Segment Start: Source material

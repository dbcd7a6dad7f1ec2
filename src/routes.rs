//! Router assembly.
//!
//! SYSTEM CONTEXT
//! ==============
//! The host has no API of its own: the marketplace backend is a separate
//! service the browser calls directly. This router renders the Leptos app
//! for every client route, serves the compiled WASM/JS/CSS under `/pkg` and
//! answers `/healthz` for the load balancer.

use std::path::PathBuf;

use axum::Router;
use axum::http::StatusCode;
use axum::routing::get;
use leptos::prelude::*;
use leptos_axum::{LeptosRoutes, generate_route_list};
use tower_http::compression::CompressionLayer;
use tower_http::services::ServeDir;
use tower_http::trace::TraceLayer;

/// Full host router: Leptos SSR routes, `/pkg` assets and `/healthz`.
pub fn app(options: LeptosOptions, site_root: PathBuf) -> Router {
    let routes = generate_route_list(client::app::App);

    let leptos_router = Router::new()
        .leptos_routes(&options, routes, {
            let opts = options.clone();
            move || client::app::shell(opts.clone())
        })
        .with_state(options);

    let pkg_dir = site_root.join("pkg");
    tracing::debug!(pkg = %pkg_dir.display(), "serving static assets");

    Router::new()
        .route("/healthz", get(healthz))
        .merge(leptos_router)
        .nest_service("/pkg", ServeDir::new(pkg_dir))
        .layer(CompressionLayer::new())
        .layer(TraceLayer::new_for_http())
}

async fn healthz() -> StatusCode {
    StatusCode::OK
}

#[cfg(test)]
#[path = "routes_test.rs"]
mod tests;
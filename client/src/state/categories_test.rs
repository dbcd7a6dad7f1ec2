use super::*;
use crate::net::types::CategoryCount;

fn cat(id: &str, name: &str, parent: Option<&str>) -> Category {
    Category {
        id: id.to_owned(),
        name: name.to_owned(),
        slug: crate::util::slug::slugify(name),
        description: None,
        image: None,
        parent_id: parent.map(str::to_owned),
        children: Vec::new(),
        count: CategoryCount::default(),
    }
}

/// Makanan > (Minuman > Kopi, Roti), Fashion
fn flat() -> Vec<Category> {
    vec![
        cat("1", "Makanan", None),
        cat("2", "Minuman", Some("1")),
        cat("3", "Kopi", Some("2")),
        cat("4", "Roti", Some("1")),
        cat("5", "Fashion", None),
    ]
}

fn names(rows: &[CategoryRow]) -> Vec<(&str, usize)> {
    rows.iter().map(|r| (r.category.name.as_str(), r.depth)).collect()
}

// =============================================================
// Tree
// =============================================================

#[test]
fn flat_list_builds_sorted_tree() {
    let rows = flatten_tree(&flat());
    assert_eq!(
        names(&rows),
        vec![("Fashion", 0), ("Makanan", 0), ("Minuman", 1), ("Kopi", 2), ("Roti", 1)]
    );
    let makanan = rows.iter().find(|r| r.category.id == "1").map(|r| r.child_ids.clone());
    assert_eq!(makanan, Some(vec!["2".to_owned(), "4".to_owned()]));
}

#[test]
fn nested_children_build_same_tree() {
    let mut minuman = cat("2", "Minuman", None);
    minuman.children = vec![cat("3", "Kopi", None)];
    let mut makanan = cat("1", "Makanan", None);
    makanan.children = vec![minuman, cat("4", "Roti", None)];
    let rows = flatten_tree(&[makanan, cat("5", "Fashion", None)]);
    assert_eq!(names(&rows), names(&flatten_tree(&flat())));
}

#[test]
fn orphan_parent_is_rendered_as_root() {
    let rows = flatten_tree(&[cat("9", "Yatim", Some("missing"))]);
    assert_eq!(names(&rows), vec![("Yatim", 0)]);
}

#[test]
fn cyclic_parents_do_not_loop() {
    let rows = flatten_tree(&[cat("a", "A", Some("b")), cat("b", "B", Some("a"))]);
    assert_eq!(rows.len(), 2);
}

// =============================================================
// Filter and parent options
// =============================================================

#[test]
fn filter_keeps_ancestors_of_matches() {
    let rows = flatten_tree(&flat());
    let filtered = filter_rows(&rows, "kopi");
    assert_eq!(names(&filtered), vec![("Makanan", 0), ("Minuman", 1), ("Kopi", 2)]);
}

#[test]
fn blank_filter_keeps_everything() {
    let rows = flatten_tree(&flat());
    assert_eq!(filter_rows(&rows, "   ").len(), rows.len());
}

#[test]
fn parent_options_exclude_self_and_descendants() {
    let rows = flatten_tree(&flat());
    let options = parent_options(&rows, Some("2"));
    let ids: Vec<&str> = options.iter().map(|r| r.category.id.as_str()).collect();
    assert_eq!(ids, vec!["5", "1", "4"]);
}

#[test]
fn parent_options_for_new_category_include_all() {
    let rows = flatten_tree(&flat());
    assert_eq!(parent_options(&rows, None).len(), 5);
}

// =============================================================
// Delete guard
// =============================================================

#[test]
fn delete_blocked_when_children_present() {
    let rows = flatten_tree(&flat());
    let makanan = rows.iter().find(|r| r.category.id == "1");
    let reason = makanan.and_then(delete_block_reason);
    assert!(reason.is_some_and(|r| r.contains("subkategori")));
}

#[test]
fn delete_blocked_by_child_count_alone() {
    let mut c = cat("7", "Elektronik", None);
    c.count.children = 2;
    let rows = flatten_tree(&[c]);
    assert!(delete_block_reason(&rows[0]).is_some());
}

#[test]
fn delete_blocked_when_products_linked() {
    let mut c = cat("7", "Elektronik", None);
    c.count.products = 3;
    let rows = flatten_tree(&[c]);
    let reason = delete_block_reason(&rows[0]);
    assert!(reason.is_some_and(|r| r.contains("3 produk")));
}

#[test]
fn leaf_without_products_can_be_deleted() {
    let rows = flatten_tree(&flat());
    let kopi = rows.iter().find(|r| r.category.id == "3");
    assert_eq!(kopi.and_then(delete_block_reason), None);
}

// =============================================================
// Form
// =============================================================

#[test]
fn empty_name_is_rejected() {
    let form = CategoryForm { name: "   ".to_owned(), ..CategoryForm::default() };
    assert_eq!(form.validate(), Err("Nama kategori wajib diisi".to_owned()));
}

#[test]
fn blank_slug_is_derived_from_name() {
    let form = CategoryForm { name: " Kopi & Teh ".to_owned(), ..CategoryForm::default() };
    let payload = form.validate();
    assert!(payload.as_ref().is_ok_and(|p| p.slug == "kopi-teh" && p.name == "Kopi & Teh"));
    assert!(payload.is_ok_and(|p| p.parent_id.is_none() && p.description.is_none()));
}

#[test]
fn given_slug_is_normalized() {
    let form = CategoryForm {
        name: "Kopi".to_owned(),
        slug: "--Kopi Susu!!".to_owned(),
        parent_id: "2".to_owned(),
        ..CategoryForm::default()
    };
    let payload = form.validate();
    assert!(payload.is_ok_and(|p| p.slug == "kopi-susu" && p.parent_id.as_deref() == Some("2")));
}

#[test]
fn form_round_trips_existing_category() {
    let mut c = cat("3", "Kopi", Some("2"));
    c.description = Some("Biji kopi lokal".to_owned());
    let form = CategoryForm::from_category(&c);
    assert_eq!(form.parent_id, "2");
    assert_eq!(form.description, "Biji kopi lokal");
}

Segment End: Source material

Task objective
Reproduce exactly the entries above, limited to the lines from the one with "use axum::Router;" through the one with "host router: Leptos", both included.

Completed exercise
use axum::Router;
use axum::http::StatusCode;
use axum::routing::get;
use leptos::prelude::*;
use leptos_axum::{LeptosRoutes, generate_route_list};
use tower_http::compression::CompressionLayer;
use tower_http::services::ServeDir;
use tower_http::trace::TraceLayer;

/// Full host router: Leptos SSR routes, `/pkg` assets and `/healthz`.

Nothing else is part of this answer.